[[ Given data open ]]
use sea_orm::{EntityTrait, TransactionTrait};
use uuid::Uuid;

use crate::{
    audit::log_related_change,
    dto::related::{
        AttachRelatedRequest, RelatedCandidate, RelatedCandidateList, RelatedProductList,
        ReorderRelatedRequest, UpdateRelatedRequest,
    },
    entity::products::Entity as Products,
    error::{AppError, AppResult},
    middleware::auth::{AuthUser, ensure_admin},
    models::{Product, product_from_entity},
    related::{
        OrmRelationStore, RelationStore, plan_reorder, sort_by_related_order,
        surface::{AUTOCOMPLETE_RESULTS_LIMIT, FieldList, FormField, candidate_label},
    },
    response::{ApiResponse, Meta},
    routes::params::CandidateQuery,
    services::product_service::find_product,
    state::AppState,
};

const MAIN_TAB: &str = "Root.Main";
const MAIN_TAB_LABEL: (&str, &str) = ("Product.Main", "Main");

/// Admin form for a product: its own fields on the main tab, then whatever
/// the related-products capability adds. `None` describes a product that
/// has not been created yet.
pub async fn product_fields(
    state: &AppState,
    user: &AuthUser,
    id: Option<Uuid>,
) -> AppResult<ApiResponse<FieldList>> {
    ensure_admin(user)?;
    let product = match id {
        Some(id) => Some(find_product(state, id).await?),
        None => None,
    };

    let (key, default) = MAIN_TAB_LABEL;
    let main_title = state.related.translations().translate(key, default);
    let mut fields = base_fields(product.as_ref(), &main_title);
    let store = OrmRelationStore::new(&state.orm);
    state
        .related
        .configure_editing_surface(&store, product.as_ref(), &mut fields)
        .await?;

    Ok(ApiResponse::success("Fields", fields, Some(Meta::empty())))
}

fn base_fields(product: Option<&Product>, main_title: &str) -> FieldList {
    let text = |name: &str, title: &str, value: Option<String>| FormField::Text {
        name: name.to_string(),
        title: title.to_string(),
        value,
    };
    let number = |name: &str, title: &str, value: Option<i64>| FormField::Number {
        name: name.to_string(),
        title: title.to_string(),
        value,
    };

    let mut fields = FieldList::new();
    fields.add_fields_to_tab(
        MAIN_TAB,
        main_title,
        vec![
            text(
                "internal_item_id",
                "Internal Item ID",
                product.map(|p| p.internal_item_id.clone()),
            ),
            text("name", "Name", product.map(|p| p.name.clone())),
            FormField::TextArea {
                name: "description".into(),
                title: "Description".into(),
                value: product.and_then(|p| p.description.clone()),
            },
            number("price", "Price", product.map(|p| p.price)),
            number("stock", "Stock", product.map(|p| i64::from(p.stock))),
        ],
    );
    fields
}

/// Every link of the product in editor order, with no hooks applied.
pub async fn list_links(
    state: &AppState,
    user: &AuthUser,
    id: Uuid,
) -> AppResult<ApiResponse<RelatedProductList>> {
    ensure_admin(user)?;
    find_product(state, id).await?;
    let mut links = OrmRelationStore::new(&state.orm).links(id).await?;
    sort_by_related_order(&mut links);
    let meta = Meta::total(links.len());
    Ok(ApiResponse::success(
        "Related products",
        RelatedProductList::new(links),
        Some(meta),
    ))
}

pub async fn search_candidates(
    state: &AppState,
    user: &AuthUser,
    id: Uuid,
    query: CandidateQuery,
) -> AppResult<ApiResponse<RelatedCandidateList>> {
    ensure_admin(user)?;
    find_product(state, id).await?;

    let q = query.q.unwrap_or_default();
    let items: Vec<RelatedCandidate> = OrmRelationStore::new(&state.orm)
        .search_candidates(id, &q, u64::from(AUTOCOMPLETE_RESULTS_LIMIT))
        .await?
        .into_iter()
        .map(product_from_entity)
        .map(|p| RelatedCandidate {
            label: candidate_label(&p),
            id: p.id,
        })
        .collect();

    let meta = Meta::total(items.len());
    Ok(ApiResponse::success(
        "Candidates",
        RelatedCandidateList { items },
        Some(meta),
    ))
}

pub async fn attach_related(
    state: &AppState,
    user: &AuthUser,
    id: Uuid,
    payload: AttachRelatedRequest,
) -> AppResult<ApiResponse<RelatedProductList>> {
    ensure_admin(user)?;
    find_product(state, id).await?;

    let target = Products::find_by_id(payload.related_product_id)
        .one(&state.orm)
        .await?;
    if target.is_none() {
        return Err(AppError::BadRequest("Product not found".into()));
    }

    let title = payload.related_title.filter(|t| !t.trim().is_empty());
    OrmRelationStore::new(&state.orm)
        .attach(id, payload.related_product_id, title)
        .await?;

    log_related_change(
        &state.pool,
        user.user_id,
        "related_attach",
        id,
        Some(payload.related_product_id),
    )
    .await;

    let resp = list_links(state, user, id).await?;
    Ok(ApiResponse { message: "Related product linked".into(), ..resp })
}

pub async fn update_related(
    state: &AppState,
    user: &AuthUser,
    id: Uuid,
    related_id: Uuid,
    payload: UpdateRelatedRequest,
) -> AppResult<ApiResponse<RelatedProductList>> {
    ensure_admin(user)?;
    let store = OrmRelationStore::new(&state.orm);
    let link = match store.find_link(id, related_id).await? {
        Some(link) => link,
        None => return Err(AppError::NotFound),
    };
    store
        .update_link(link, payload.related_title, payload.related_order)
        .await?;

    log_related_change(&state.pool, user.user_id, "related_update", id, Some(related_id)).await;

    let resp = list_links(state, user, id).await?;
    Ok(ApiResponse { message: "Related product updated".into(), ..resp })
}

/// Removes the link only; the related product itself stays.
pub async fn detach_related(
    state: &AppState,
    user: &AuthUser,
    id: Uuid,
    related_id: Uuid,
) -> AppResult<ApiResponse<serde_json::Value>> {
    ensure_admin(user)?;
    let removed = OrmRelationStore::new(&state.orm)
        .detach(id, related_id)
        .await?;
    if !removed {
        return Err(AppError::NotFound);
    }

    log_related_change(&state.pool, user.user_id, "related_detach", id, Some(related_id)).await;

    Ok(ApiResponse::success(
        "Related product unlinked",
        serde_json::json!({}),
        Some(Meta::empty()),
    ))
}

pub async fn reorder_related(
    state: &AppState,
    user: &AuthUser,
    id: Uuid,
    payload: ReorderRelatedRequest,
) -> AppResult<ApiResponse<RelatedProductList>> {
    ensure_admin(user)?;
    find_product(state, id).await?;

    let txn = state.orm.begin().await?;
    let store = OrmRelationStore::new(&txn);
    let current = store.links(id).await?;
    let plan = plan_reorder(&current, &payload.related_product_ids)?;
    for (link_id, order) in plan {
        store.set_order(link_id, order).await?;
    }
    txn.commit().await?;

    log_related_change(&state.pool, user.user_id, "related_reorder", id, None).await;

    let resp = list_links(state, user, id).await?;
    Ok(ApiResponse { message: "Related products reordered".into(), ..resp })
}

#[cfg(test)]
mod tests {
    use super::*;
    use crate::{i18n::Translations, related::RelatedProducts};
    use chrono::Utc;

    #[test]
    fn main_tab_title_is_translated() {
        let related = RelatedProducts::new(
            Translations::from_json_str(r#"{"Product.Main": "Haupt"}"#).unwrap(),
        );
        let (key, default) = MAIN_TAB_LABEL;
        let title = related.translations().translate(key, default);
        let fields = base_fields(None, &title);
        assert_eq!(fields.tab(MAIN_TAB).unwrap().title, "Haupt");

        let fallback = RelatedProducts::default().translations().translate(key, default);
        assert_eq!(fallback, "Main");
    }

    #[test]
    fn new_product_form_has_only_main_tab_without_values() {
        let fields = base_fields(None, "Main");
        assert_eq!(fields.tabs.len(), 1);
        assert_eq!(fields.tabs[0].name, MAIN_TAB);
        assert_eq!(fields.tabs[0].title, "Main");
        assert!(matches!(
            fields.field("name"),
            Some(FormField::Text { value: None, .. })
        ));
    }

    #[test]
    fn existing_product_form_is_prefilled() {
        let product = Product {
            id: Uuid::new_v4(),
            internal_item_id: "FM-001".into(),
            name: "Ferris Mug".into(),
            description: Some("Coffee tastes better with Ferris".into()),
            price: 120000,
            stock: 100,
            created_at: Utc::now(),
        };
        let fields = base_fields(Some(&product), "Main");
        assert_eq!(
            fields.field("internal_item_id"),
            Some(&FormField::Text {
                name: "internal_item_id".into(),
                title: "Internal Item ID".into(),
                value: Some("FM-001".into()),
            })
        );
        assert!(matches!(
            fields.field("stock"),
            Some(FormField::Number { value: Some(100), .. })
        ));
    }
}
[[ Given data closed ]]
● **What is being asked**: Go through the records from the first line and copy each one exactly, ending after the line that contains "const MAIN_TAB: &str". Give nothing else.

● **Output of the exercise**:
use sea_orm::{EntityTrait, TransactionTrait};
use uuid::Uuid;

use crate::{
    audit::log_related_change,
    dto::related::{
        AttachRelatedRequest, RelatedCandidate, RelatedCandidateList, RelatedProductList,
        ReorderRelatedRequest, UpdateRelatedRequest,
    },
    entity::products::Entity as Products,
    error::{AppError, AppResult},
    middleware::auth::{AuthUser, ensure_admin},
    models::{Product, product_from_entity},
    related::{
        OrmRelationStore, RelationStore, plan_reorder, sort_by_related_order,
        surface::{AUTOCOMPLETE_RESULTS_LIMIT, FieldList, FormField, candidate_label},
    },
    response::{ApiResponse, Meta},
    routes::params::CandidateQuery,
    services::product_service::find_product,
    state::AppState,
};

const MAIN_TAB: &str = "Root.Main";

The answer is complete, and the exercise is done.